Reinsurance: Oscar’s biggest costs are for reinsurance, which is insurance purchased by an insurer 🤯. The reason is actually fascinating: one barrier to scaling an insurance company is the huge pool of capital required to be kept in reserve. Regulators want to ensure that claims can be paid! And Oscar has raised a huge amount of money ($1.6 billion) to fund those reserves.
If Oscar wants to grow faster than its reserves allow, it can rent some capital from someone who has a truly huge amount of it, namely a reinsurer. It’s a similar principle to when startups use AWS instead of a on-prem servers; AWS might cost a bit more per unit, but it’s a variable cost, and scales with the business, while the on-prem server is a fixed cost that must be paid in advance, before the business is proven. Oscar buys reinsurance so it can put some of it’s hard-raised capital toward other projects, like building an app.
As Oscar grows, some of these reinsurance fees should drop. It’s not a huge leverage point, because the drop in fees is nearly offset by higher claims. But it’s something.
Net Promoter Score: High NPS scores contribute to financial performance in two main ways: organic growth driven by word-of-mouth, and lower churn from happier members. Oscar’s NPS is +30; excellent compared to most health insurance companies (roughly zero). Compared to Accolade, which has a similar member engagement/coordinator model, not so much (+70).
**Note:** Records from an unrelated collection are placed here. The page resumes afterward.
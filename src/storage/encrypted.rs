//! Encrypted Store
//!
//! 값을 JSON으로 직렬화한 뒤 envelope 레코드로 암호화해서 저장합니다.
//! - 복호화 실패(변조/손상/알 수 없는 버전)는 "값 없음"으로 취급
//! - 마스터키를 쓸 수 없으면 모든 연산이 `KeyUnavailable`로 실패
//! - 배치 연산은 키 하나씩 순차 실행

use std::collections::HashMap;
use std::sync::Arc;

use async_trait::async_trait;
use serde_json::Value;
use zeroize::Zeroizing;

use crate::db::Database;
use crate::error::StoreResult;
use crate::secrets::{envelope, KeyManager, MasterKey};
use crate::storage::{logical_key, namespaced, KeyValueStore, ENCRYPTED_NAMESPACE};

pub struct EncryptedStore {
    db: Database,
    keys: Arc<KeyManager>,
}

impl EncryptedStore {
    pub fn new(db: Database, keys: Arc<KeyManager>) -> Self {
        Self { db, keys }
    }

    /// 마스터키를 쓸 수 없으면 어떤 연산도 진행하지 않음
    async fn ensure_key(&self) -> StoreResult<()> {
        self.keys.get_or_create_master_key().await.map(|_| ())
    }

    async fn read(&self, key: &str, master_key: &MasterKey) -> StoreResult<Option<Value>> {
        let Some(record) = self
            .db
            .get_item(&namespaced(ENCRYPTED_NAMESPACE, key))
            .await?
        else {
            return Ok(None);
        };

        let plaintext = match envelope::decrypt(&record, master_key) {
            Ok(bytes) => Zeroizing::new(bytes),
            Err(reason) => {
                tracing::warn!(key = %key, %reason, "discarding unreadable record");
                return Ok(None);
            }
        };
        Ok(Some(serde_json::from_slice(&plaintext)?))
    }
}

#[async_trait]
impl KeyValueStore for EncryptedStore {
    fn namespace(&self) -> &str {
        ENCRYPTED_NAMESPACE
    }

    fn is_encrypted(&self) -> bool {
        true
    }

    async fn set(&self, key: &str, value: &Value) -> StoreResult<()> {
        let master_key = self.keys.get_or_create_master_key().await?;
        let plaintext = Zeroizing::new(serde_json::to_vec(value)?);
        let record = envelope::encrypt(&plaintext, &master_key);
        self.db
            .set_item(&namespaced(ENCRYPTED_NAMESPACE, key), &record)
            .await
    }

    async fn get(&self, key: &str) -> StoreResult<Option<Value>> {
        let master_key = self.keys.get_or_create_master_key().await?;
        self.read(key, &master_key).await
    }

    async fn remove(&self, key: &str) -> StoreResult<()> {
        self.ensure_key().await?;
        self.db
            .remove_item(&namespaced(ENCRYPTED_NAMESPACE, key))
            .await
    }

    async fn multi_get(&self, keys: &[String]) -> StoreResult<HashMap<String, Value>> {
        let master_key = self.keys.get_or_create_master_key().await?;
        let mut values = HashMap::with_capacity(keys.len());
        for key in keys {
            match self.read(key, &master_key).await {
                Ok(Some(value)) => {
                    values.insert(key.clone(), value);
                }
                Ok(None) => {}
                Err(e) => {
                    tracing::warn!(key = %key, code = e.code(), error = %e, "skipping unreadable entry");
                }
            }
        }
        Ok(values)
    }

    async fn multi_set(&self, entries: &[(String, Value)]) -> StoreResult<()> {
        for (key, value) in entries {
            self.set(key, value).await?;
        }
        Ok(())
    }

    async fn multi_remove(&self, keys: &[String]) -> StoreResult<()> {
        self.ensure_key().await?;
        for key in keys {
            self.db
                .remove_item(&namespaced(ENCRYPTED_NAMESPACE, key))
                .await?;
        }
        Ok(())
    }

    async fn list_keys(&self) -> StoreResult<Vec<String>> {
        self.ensure_key().await?;
        let stored = self.db.keys_with_prefix(ENCRYPTED_NAMESPACE).await?;
        Ok(stored
            .iter()
            .filter_map(|key| logical_key(ENCRYPTED_NAMESPACE, key))
            .map(str::to_string)
            .collect())
    }

    async fn clear_all(&self) -> StoreResult<()> {
        self.ensure_key().await?;
        let stored = self.db.keys_with_prefix(ENCRYPTED_NAMESPACE).await?;
        for key in &stored {
            if let Err(e) = self.db.remove_item(key).await {
                tracing::warn!(key = %key, code = e.code(), error = %e, "failed to erase entry");
            }
        }
        Ok(())
    }
}

#[cfg(test)]
mod tests {
    use super::*;
    use crate::error::StoreError;
    use crate::secrets::envelope::FORMAT_VERSION;
    use crate::secrets::MemorySecretStore;
    use base64::{engine::general_purpose::STANDARD as BASE64, Engine};
    use serde_json::json;

    fn store_with(secrets: Arc<MemorySecretStore>) -> (EncryptedStore, Database) {
        let db = Database::open_in_memory().unwrap();
        db.initialize().unwrap();
        let keys = Arc::new(KeyManager::new(secrets));
        (EncryptedStore::new(db.clone(), keys), db)
    }

    fn store() -> (EncryptedStore, Database) {
        store_with(Arc::new(MemorySecretStore::new()))
    }

    #[tokio::test]
    async fn test_values_are_not_stored_in_plaintext() {
        let (store, db) = store();
        store
            .set("profile", &json!({"medicalNotes": "insulin"}))
            .await
            .unwrap();

        let raw = db
            .get_item("@talkbox_secure:profile")
            .await
            .unwrap()
            .unwrap();
        assert!(!raw.contains("insulin"));
        assert_eq!(BASE64.decode(&raw).unwrap()[0], FORMAT_VERSION);

        assert_eq!(
            store.get("profile").await.unwrap(),
            Some(json!({"medicalNotes": "insulin"}))
        );
    }

    #[tokio::test]
    async fn test_overwrite_replaces_record() {
        let (store, db) = store();
        store.set("k", &json!("v1")).await.unwrap();
        let first = db.get_item("@talkbox_secure:k").await.unwrap();
        store.set("k", &json!("v1")).await.unwrap();
        let second = db.get_item("@talkbox_secure:k").await.unwrap();

        assert_ne!(first, second);
        assert_eq!(store.get("k").await.unwrap(), Some(json!("v1")));
    }

    #[tokio::test]
    async fn test_tampered_record_reads_as_absent() {
        let (store, db) = store();
        store.set("history", &json!(["hello"])).await.unwrap();

        let raw = db.get_item("@talkbox_secure:history").await.unwrap().unwrap();
        let mut bytes = BASE64.decode(&raw).unwrap();
        let last = bytes.len() - 1;
        bytes[last] ^= 0x01;
        db.set_item("@talkbox_secure:history", &BASE64.encode(&bytes))
            .await
            .unwrap();

        assert_eq!(store.get("history").await.unwrap(), None);
    }

    #[tokio::test]
    async fn test_garbage_record_reads_as_absent() {
        let (store, db) = store();
        db.set_item("@talkbox_secure:gallery", "definitely not a record")
            .await
            .unwrap();

        assert_eq!(store.get("gallery").await.unwrap(), None);
        assert!(store
            .multi_get(&["gallery".to_string()])
            .await
            .unwrap()
            .is_empty());
    }

    #[tokio::test]
    async fn test_unavailable_secret_store_fails_every_operation() {
        let (store, db) = store_with(Arc::new(MemorySecretStore::unavailable()));
        db.set_item("@talkbox_secure:profile", "stale record")
            .await
            .unwrap();
        let keys = vec!["profile".to_string()];

        let unavailable =
            |result: StoreResult<()>| matches!(result, Err(StoreError::KeyUnavailable(_)));
        assert!(unavailable(store.set("k", &json!(1)).await));
        assert!(unavailable(store.get("k").await.map(|_| ())));
        assert!(unavailable(store.remove("profile").await));
        assert!(unavailable(store.multi_get(&keys).await.map(|_| ())));
        assert!(unavailable(
            store.multi_set(&[("k".to_string(), json!(1))]).await
        ));
        assert!(unavailable(store.multi_remove(&keys).await));
        assert!(unavailable(store.list_keys().await.map(|_| ())));
        assert!(unavailable(store.clear_all().await));

        // 아무 것도 지워지지 않음
        assert_eq!(
            db.get_item("@talkbox_secure:profile").await.unwrap(),
            Some("stale record".to_string())
        );
    }

    #[tokio::test]
    async fn test_multi_get_skips_unreadable_entry_and_keeps_others() {
        let (store, db) = store();
        store.set("profile", &json!({"name": "Ana"})).await.unwrap();
        store.set("settings", &json!({"textSize": 18})).await.unwrap();
        db.set_item("@talkbox_secure:history", "not a record")
            .await
            .unwrap();

        let values = store
            .multi_get(&[
                "profile".to_string(),
                "history".to_string(),
                "settings".to_string(),
            ])
            .await
            .unwrap();
        assert_eq!(values.len(), 2);
        assert_eq!(values["profile"], json!({"name": "Ana"}));
        assert_eq!(values["settings"], json!({"textSize": 18}));
    }

    #[tokio::test]
    async fn test_records_readable_after_restart() {
        let secrets = Arc::new(MemorySecretStore::new());
        let db = Database::open_in_memory().unwrap();
        db.initialize().unwrap();

        {
            let keys = Arc::new(KeyManager::new(secrets.clone()));
            let store = EncryptedStore::new(db.clone(), keys);
            store.set("categories", &json!([{"id": "food"}])).await.unwrap();
        }

        let keys = Arc::new(KeyManager::new(secrets.clone()));
        let store = EncryptedStore::new(db, keys);
        assert_eq!(
            store.get("categories").await.unwrap(),
            Some(json!([{"id": "food"}]))
        );
    }

    #[tokio::test]
    async fn test_batch_operations_and_clear() {
        let (store, db) = store();
        db.set_item("@talkbox:profile", "{}").await.unwrap();

        store
            .multi_set(&[
                ("a".to_string(), json!({"x": 1})),
                ("b".to_string(), json!("two")),
            ])
            .await
            .unwrap();
        assert_eq!(
            store.list_keys().await.unwrap(),
            vec!["a".to_string(), "b".to_string()]
        );

        let values = store
            .multi_get(&["a".to_string(), "b".to_string(), "c".to_string()])
            .await
            .unwrap();
        assert_eq!(values.len(), 2);
        assert_eq!(values["a"], json!({"x": 1}));

        store.multi_remove(&["a".to_string()]).await.unwrap();
        assert_eq!(store.list_keys().await.unwrap(), vec!["b".to_string()]);

        store.clear_all().await.unwrap();
        assert!(store.list_keys().await.unwrap().is_empty());
        // 평문 namespace는 그대로
        assert_eq!(
            db.get_item("@talkbox:profile").await.unwrap(),
            Some("{}".to_string())
        );
    }
}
Since Oscar is an insurer bundled with a care coordinator, it makes sense to see NPS near the average of those two businesses. Of course, the whole point of Oscar IS to bundle the concierge with the insurer, to improve the customer experience, so they’ve succeeded in that. The problem is that this is baked into their current financial performance; they’ll need to improve NPS going forward to see the financial benefits. Hopefully the above-mentioned product development opportunities help with that.
Sales and Marketing: Oscar spends money to acquire customers in a given year, but then realizes revenue from those customers over multiple years (since lots of customers renew their plan each year). This is even more true for Oscar, which doesn’t publish churn or retention figures, but does have higher engagement that should result in better retention. And since Oscar is growing, many future revenues have already been paid for from an acquisition cost standpoint, which means the long-term margins should be better than stated on their S-1.
Additional opportunities: Oscar is entering the Medicare Advantage space (but only with a couple thousand members so far). Perhaps more interesting is their ability to sell their differentiated tech platform or patient engagement model to other MA players, as they have begun to experiment with. More discussion on this point at the end of last week’s post; this is something to watch but not close to being a proven revenue stream.
Oscar is leading the way on a bunch of interesting avenues to better healthcare, but they can’t keep doing it for long unless they’re profitable. It seems both promising and highly uncertain that they’ll hit a positive operating margin any time soon.
Their best leverage point seems to be a continued focus on their products and platforms that enable a differentiated customer experience, which is simple but by no means easy. They’ve had nearly a decade to focus on it already, how much better can it get from here? At the very least, the big venture funds seem to think they’ve got a chance.